What is needed here is an exact repetition of the records below, beginning at the line that has "filename src/util/config.rs" and stopping after the line that has "let contents = std::fs::read_to_string(path)".

-- Opening Marker --

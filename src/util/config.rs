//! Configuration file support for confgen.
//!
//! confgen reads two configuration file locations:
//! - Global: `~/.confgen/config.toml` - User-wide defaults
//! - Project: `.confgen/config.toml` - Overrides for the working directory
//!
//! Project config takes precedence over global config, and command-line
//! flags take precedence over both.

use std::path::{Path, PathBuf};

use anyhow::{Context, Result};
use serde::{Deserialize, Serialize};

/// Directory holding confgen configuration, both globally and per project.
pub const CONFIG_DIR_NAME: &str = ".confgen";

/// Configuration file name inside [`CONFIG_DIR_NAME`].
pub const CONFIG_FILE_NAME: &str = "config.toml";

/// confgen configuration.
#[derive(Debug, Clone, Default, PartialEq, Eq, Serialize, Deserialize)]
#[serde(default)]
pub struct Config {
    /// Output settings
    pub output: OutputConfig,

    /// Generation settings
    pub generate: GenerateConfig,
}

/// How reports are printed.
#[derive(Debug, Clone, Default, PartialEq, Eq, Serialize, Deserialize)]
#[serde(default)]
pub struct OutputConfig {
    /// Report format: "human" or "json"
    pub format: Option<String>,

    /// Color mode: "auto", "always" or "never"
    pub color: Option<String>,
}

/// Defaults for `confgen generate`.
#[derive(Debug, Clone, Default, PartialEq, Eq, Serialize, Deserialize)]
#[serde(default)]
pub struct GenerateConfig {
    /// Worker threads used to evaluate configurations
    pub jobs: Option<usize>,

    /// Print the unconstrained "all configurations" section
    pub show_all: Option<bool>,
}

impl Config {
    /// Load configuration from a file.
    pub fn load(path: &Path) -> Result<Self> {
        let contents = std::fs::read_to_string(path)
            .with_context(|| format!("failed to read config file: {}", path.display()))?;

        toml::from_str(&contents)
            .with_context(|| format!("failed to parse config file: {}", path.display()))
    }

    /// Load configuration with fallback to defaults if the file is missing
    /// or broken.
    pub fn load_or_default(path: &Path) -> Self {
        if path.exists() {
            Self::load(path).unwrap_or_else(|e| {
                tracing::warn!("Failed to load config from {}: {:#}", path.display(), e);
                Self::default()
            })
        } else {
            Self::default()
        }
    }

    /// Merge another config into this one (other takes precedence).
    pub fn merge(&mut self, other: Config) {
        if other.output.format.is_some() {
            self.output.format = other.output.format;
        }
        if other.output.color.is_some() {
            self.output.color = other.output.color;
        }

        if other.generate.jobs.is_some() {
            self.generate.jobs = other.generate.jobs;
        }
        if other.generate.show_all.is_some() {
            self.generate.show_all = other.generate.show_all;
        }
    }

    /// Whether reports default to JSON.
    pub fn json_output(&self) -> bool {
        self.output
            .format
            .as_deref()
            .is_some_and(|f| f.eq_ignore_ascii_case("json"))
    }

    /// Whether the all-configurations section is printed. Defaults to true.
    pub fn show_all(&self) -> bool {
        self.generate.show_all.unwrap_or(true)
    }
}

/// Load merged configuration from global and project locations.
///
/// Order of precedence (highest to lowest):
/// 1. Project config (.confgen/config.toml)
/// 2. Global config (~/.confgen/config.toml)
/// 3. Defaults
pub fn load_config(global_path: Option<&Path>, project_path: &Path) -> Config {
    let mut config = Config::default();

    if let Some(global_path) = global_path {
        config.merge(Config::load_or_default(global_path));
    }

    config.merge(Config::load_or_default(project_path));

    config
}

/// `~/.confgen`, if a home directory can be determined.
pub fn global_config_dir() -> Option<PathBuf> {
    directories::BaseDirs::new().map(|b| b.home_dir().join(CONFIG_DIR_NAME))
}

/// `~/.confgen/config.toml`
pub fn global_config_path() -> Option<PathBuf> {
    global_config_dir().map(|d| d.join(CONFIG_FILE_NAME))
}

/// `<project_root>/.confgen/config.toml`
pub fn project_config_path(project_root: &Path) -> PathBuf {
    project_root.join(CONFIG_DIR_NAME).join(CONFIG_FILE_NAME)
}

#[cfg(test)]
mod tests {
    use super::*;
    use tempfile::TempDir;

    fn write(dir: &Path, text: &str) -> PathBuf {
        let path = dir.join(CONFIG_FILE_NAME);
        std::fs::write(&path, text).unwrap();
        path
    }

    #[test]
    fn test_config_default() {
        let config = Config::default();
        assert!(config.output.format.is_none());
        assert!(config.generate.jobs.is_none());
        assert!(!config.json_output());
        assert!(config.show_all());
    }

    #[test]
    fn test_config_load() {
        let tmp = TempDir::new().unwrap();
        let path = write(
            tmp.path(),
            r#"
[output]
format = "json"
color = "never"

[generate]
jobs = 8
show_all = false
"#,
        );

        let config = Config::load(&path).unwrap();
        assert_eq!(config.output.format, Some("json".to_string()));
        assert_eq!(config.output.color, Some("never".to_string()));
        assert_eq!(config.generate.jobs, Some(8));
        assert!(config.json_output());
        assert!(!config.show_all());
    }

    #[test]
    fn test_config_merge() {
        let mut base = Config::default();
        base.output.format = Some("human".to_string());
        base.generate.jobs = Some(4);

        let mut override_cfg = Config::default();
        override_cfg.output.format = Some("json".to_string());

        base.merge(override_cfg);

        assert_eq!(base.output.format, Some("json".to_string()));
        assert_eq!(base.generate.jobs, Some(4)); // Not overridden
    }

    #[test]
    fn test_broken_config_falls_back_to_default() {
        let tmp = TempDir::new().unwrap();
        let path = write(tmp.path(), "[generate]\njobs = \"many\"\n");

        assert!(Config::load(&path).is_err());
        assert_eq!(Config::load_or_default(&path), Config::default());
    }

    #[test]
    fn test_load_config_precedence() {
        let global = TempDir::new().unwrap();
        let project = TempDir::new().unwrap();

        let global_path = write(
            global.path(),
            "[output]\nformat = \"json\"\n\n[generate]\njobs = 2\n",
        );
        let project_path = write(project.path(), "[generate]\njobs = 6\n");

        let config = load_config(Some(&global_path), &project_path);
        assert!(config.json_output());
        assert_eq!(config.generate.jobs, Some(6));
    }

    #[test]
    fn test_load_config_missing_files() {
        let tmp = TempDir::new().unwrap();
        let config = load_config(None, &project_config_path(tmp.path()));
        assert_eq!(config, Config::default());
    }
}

-- Closing Marker --
-- Opening Marker --

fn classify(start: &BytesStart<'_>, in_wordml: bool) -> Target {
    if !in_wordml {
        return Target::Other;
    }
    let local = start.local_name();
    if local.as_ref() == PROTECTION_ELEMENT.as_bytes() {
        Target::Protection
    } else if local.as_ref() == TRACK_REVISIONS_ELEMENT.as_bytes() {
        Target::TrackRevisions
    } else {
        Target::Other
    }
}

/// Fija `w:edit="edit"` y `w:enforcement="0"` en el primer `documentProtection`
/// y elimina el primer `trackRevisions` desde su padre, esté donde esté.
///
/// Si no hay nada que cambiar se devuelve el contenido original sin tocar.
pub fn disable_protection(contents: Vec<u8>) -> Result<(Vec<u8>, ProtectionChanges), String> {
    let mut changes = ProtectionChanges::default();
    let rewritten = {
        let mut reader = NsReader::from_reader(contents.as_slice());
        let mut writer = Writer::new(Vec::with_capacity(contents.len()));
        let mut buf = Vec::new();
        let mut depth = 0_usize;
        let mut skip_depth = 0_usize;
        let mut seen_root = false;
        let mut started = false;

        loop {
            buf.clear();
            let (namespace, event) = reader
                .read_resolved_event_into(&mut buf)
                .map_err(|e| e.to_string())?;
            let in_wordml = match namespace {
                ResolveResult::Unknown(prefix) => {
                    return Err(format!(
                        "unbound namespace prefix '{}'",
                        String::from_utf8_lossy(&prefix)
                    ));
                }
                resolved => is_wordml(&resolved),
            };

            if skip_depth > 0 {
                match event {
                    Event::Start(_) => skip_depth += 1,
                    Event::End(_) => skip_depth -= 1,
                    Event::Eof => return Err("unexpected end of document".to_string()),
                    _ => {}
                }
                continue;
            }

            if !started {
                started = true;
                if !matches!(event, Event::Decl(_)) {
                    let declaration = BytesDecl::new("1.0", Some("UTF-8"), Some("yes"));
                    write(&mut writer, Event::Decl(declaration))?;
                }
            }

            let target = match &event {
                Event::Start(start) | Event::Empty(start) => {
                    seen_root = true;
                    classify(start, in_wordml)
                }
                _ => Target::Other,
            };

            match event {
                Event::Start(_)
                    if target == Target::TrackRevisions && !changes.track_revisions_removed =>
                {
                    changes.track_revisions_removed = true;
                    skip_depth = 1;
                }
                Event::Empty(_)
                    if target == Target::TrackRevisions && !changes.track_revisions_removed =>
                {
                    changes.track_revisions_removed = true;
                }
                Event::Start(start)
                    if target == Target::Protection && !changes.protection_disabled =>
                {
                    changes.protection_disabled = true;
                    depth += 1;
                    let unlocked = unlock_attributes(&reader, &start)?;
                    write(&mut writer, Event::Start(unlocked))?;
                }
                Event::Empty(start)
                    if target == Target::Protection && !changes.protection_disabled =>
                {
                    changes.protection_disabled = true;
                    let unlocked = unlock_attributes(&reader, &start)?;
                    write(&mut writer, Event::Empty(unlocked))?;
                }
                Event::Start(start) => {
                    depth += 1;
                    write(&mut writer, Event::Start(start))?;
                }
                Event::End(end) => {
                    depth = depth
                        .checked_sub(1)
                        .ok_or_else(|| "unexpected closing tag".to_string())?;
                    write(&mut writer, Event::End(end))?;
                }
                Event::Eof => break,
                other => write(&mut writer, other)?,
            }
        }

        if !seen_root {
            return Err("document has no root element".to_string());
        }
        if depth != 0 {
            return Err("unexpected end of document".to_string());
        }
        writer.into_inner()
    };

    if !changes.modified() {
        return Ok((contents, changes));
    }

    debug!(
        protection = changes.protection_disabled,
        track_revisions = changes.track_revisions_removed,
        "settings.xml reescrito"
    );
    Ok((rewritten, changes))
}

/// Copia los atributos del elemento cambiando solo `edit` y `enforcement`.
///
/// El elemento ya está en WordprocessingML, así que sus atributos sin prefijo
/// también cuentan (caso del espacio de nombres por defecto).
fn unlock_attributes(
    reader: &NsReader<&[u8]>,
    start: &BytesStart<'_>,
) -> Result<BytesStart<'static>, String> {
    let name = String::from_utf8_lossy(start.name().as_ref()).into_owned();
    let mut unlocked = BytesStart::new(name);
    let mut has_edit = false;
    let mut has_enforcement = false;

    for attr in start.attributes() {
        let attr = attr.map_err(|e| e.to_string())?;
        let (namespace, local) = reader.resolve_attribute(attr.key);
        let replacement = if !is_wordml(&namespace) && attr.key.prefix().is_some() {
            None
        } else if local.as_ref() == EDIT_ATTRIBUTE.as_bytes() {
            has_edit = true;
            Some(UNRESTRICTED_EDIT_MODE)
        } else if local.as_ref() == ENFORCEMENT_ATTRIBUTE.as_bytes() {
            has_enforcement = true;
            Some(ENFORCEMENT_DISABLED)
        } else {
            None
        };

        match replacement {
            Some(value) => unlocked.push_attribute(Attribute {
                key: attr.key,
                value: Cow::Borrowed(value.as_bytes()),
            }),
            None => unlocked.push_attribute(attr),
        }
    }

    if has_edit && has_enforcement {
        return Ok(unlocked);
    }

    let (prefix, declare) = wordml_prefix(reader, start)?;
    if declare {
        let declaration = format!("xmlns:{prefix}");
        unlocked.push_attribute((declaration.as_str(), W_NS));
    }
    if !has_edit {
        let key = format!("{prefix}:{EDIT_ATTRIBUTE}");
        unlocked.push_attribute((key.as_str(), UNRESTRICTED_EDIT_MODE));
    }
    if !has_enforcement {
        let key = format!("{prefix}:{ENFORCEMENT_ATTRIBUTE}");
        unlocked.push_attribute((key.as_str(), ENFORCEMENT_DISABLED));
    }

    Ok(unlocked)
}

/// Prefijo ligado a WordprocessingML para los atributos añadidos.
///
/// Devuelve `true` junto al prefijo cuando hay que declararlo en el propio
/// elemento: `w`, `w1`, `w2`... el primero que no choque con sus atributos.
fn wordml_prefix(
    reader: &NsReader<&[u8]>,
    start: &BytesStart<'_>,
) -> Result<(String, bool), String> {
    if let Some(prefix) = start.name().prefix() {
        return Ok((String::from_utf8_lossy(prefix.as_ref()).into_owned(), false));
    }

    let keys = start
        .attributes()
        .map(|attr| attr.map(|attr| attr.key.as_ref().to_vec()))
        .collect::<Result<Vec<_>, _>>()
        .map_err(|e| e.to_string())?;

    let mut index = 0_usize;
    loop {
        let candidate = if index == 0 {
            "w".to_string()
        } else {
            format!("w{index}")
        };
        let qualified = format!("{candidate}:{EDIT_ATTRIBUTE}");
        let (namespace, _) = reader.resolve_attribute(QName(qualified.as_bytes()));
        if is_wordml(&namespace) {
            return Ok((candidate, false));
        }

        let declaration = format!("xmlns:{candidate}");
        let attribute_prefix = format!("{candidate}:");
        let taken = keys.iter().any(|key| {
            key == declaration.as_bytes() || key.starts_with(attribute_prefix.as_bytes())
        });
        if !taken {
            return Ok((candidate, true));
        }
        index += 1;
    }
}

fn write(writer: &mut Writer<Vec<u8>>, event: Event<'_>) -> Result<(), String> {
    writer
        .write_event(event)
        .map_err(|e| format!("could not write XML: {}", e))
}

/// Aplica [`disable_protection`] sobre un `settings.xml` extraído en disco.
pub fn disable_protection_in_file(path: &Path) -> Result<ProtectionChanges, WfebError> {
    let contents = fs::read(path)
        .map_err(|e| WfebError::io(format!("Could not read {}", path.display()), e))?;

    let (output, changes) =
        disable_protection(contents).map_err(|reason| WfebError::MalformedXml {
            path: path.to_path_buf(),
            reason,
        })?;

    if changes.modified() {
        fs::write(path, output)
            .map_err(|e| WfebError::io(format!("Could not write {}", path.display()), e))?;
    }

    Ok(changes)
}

-- Closing Marker --

▶ _Written solution_:
filename src/util/config.rs
//! Configuration file support for confgen.
//!
//! confgen reads two configuration file locations:
//! - Global: `~/.confgen/config.toml` - User-wide defaults
//! - Project: `.confgen/config.toml` - Overrides for the working directory
//!
//! Project config takes precedence over global config, and command-line
//! flags take precedence over both.

use std::path::{Path, PathBuf};

use anyhow::{Context, Result};
use serde::{Deserialize, Serialize};

/// Directory holding confgen configuration, both globally and per project.
pub const CONFIG_DIR_NAME: &str = ".confgen";

/// Configuration file name inside [`CONFIG_DIR_NAME`].
pub const CONFIG_FILE_NAME: &str = "config.toml";

/// confgen configuration.
#[derive(Debug, Clone, Default, PartialEq, Eq, Serialize, Deserialize)]
#[serde(default)]
pub struct Config {
    /// Output settings
    pub output: OutputConfig,

    /// Generation settings
    pub generate: GenerateConfig,
}

/// How reports are printed.
#[derive(Debug, Clone, Default, PartialEq, Eq, Serialize, Deserialize)]
#[serde(default)]
pub struct OutputConfig {
    /// Report format: "human" or "json"
    pub format: Option<String>,

    /// Color mode: "auto", "always" or "never"
    pub color: Option<String>,
}

/// Defaults for `confgen generate`.
#[derive(Debug, Clone, Default, PartialEq, Eq, Serialize, Deserialize)]
#[serde(default)]
pub struct GenerateConfig {
    /// Worker threads used to evaluate configurations
    pub jobs: Option<usize>,

    /// Print the unconstrained "all configurations" section
    pub show_all: Option<bool>,
}

impl Config {
    /// Load configuration from a file.
    pub fn load(path: &Path) -> Result<Self> {
        let contents = std::fs::read_to_string(path)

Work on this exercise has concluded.